Romney was in attendance at the opening ceremony. He has flip-flopped on health care reform so much (like he has on many other issues, ranging from abortion to immigration to gun control to gay rights) that he is now promising to repeal the Affordable Care Act that is modeled after his own signature achievement as Massachusetts governor. His presence and flip-flop history meant that the opening ceremony tribute to actual socialized medicine generated more schadenfreude for me.

• The first 2012 Olympic competition I watched was Saturday morning’s men’s road race. I noticed lots of bikes made by Morgan Hill-based Specialized Bicycle Components. I did a little online research during the race, and learned that from Twitter user @RaceRadio that all of the Specialized bikes in the Olympics are a distinctive red-orange color. Knowing that made it easy to pick out the Specialized riders from the peloton. When two men’s road race competitors broke away from the pack toward the end of the race, I knew who to root for: the guy on the Specialized bike. And, lo and behold, Kazakhstan’s Alexander Vinokourov won the gold medal on his Specialized bike.
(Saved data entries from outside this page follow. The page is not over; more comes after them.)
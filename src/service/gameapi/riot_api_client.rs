use std::time::Duration;

use async_trait::async_trait;
use json::JsonValue;
use reqwest::{Client, StatusCode};
use thiserror::Error;
use tracing::{debug, warn};

use crate::{
    model::{
        credential::Credential,
        region::Region,
        riot::{AccountDto, CurrentGameDto, LeagueEntryDto, LeagueListDto, MatchDto, SummonerDto},
    },
    service::gameapi::parsing::{
        league::{parse_league_entries, parse_league_list},
        matches::{parse_match, parse_match_ids},
        spectator::parse_current_game,
        summoner::{parse_account, parse_summoner},
        ParsingError,
    },
};

const RIOT_TOKEN_HEADER: &str = "X-Riot-Token";
const RIOT_API_DOMAIN: &str = "api.riotgames.com";

pub type RiotApiResult<T> = Result<T, RiotApiRequestError>;

/// Read access to the Riot API resources the stats pages are built from.
///
/// Every method resolves to `Ok(None)` when the API answers 404, so absence is never an error.
#[async_trait]
pub trait RiotDataSource: Send + Sync {
    async fn summoner_by_id(
        &self,
        credential: &Credential,
        region: Region,
        summoner_id: &str,
    ) -> RiotApiResult<Option<SummonerDto>>;

    async fn league_entries(
        &self,
        credential: &Credential,
        region: Region,
        summoner_id: &str,
    ) -> RiotApiResult<Option<Vec<LeagueEntryDto>>>;

    async fn challenger_league(
        &self,
        credential: &Credential,
        region: Region,
        queue: &str,
    ) -> RiotApiResult<Option<LeagueListDto>>;

    async fn current_game(
        &self,
        credential: &Credential,
        region: Region,
        summoner_id: &str,
    ) -> RiotApiResult<Option<CurrentGameDto>>;

    async fn match_ids(
        &self,
        credential: &Credential,
        region: Region,
        puuid: &str,
        count: u32,
    ) -> RiotApiResult<Option<Vec<String>>>;

    async fn match_by_id(
        &self,
        credential: &Credential,
        region: Region,
        match_id: &str,
    ) -> RiotApiResult<Option<MatchDto>>;

    async fn account_by_puuid(
        &self,
        credential: &Credential,
        region: Region,
        puuid: &str,
    ) -> RiotApiResult<Option<AccountDto>>;
}

#[derive(Clone)]
pub struct RiotApiClient {
    client: Client,
    base_url: Option<String>,
}

impl RiotApiClient {
    pub fn new(timeout: Duration) -> Result<Self, RiotApiClientInitError> {
        let client = Client::builder().timeout(timeout).build()?;
        Ok(Self { client, base_url: None })
    }

    /// Sends every request to `base_url` instead of the regional Riot hosts.
    pub fn with_base_url(mut self, base_url: impl Into<String>) -> Self {
        self.base_url = Some(base_url.into());
        self
    }

    fn endpoint_url(&self, host: &str, path: &str) -> String {
        match &self.base_url {
            Some(base_url) => format!("{}{}", base_url.trim_end_matches('/'), path),
            None => format!("https://{}.{}{}", host, RIOT_API_DOMAIN, path),
        }
    }

    fn platform_url(&self, region: Region, path: &str) -> String {
        self.endpoint_url(region.platform(), path)
    }

    fn cluster_url(&self, region: Region, path: &str) -> String {
        self.endpoint_url(region.cluster().host(), path)
    }

    async fn fetch(&self, credential: &Credential, url: &str) -> RiotApiResult<Option<JsonValue>> {
        let response = self
            .client
            .get(url)
            .header(RIOT_TOKEN_HEADER, credential.as_str())
            .send()
            .await?;

        let status = response.status();
        if status == StatusCode::NOT_FOUND {
            debug!(url, "riot api returned 404");
            return Ok(None);
        }

        if !status.is_success() {
            let body = response.text().await.unwrap_or_else(|_| "Unknown error".to_string());
            warn!(url, status = status.as_u16(), "riot api request failed");
            return Err(RiotApiRequestError::InvalidResponse(status.as_u16(), body));
        }

        let text = response.text().await?;
        let json = json::parse(&text)?;
        Ok(Some(json))
    }

    async fn fetch_parsed<T>(
        &self,
        credential: &Credential,
        url: &str,
        parse: fn(&JsonValue) -> Result<T, ParsingError>,
    ) -> RiotApiResult<Option<T>> {
        match self.fetch(credential, url).await? {
            Some(json) => Ok(Some(parse(&json)?)),
            None => Ok(None),
        }
    }
}

#[async_trait]
impl RiotDataSource for RiotApiClient {
    async fn summoner_by_id(
        &self,
        credential: &Credential,
        region: Region,
        summoner_id: &str,
    ) -> RiotApiResult<Option<SummonerDto>> {
        let path = format!("/lol/summoner/v4/summoners/{}", urlencoding::encode(summoner_id));
        self.fetch_parsed(credential, &self.platform_url(region, &path), parse_summoner)
            .await
    }

    async fn league_entries(
        &self,
        credential: &Credential,
        region: Region,
        summoner_id: &str,
    ) -> RiotApiResult<Option<Vec<LeagueEntryDto>>> {
        let path = format!(
            "/lol/league/v4/entries/by-summoner/{}",
            urlencoding::encode(summoner_id)
        );
        self.fetch_parsed(credential, &self.platform_url(region, &path), parse_league_entries)
            .await
    }

    async fn challenger_league(
        &self,
        credential: &Credential,
        region: Region,
        queue: &str,
    ) -> RiotApiResult<Option<LeagueListDto>> {
        let path = format!("/lol/league/v4/challengerleagues/by-queue/{}", urlencoding::encode(queue));
        self.fetch_parsed(credential, &self.platform_url(region, &path), parse_league_list)
            .await
    }

    async fn current_game(
        &self,
        credential: &Credential,
        region: Region,
        summoner_id: &str,
    ) -> RiotApiResult<Option<CurrentGameDto>> {
        let path = format!(
            "/lol/spectator/v4/active-games/by-summoner/{}",
            urlencoding::encode(summoner_id)
        );
        self.fetch_parsed(credential, &self.platform_url(region, &path), parse_current_game)
            .await
    }

    async fn match_ids(
        &self,
        credential: &Credential,
        region: Region,
        puuid: &str,
        count: u32,
    ) -> RiotApiResult<Option<Vec<String>>> {
        let path = format!(
            "/lol/match/v5/matches/by-puuid/{}/ids?start=0&count={}",
            urlencoding::encode(puuid),
            count
        );
        self.fetch_parsed(credential, &self.cluster_url(region, &path), parse_match_ids)
            .await
    }

    async fn match_by_id(
        &self,
        credential: &Credential,
        region: Region,
        match_id: &str,
    ) -> RiotApiResult<Option<MatchDto>> {
        let path = format!("/lol/match/v5/matches/{}", urlencoding::encode(match_id));
        self.fetch_parsed(credential, &self.cluster_url(region, &path), parse_match)
            .await
    }

    async fn account_by_puuid(
        &self,
        credential: &Credential,
        region: Region,
        puuid: &str,
    ) -> RiotApiResult<Option<AccountDto>> {
        let path = format!("/riot/account/v1/accounts/by-puuid/{}", urlencoding::encode(puuid));
        let url = self.endpoint_url(region.cluster().for_accounts().host(), &path);
        self.fetch_parsed(credential, &url, parse_account).await
    }
}

#[derive(Debug, Error)]
pub enum RiotApiClientInitError {
    #[error("Failed to create HTTP client: {0}")]
    HttpClientCreation(#[from] reqwest::Error),
}

#[derive(Debug, Error)]
pub enum RiotApiRequestError {
    #[error("Network error: {0}")]
    NetworkError(#[from] reqwest::Error),
    #[error("Riot API returned error {0}: {1}")]
    InvalidResponse(u16, String),
    #[error("Failed to parse JSON response: {0}")]
    JsonParseError(#[from] json::Error),
    #[error("Unexpected response shape: {0}")]
    Parsing(#[from] ParsingError),
}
Alexandre Vinokourov moves clear of the peloton from the Flickr photostream of Sum_of_Marc

When I watched the women’s road race on Sunday morning, I watched for the Specialized bikes. While none of the medalists was riding one the bikes with the South County connection, it was great having the information as I watched the coverage.

I wonder why Specialized didn’t do more to inform potential customers here in South County, around the country, and around the world about their Olympic connection. I get lots of press releases from people and organizations with thin or non-existent South County connections, but I haven’t seen anything from Specialized about their easy-to-spot bicycles in the Olympics.  During the women’s road race, I rooted around Specialized’s Twitter feed, Facebook page, and web site and didn’t find any information, even after Vinokourov’s gold medal performance atop a Specialized bike. Seems like lots of missed opportunities — before and during the Olympics — to me.

As I write, the London Olympics are only a few days old. I’m looking forward to the surprises, schadenfreude, spectacles, social media storms and snafus, the search-engine optimization opportunities, and, oh yes, the sports competitions that the remaining weeks provide.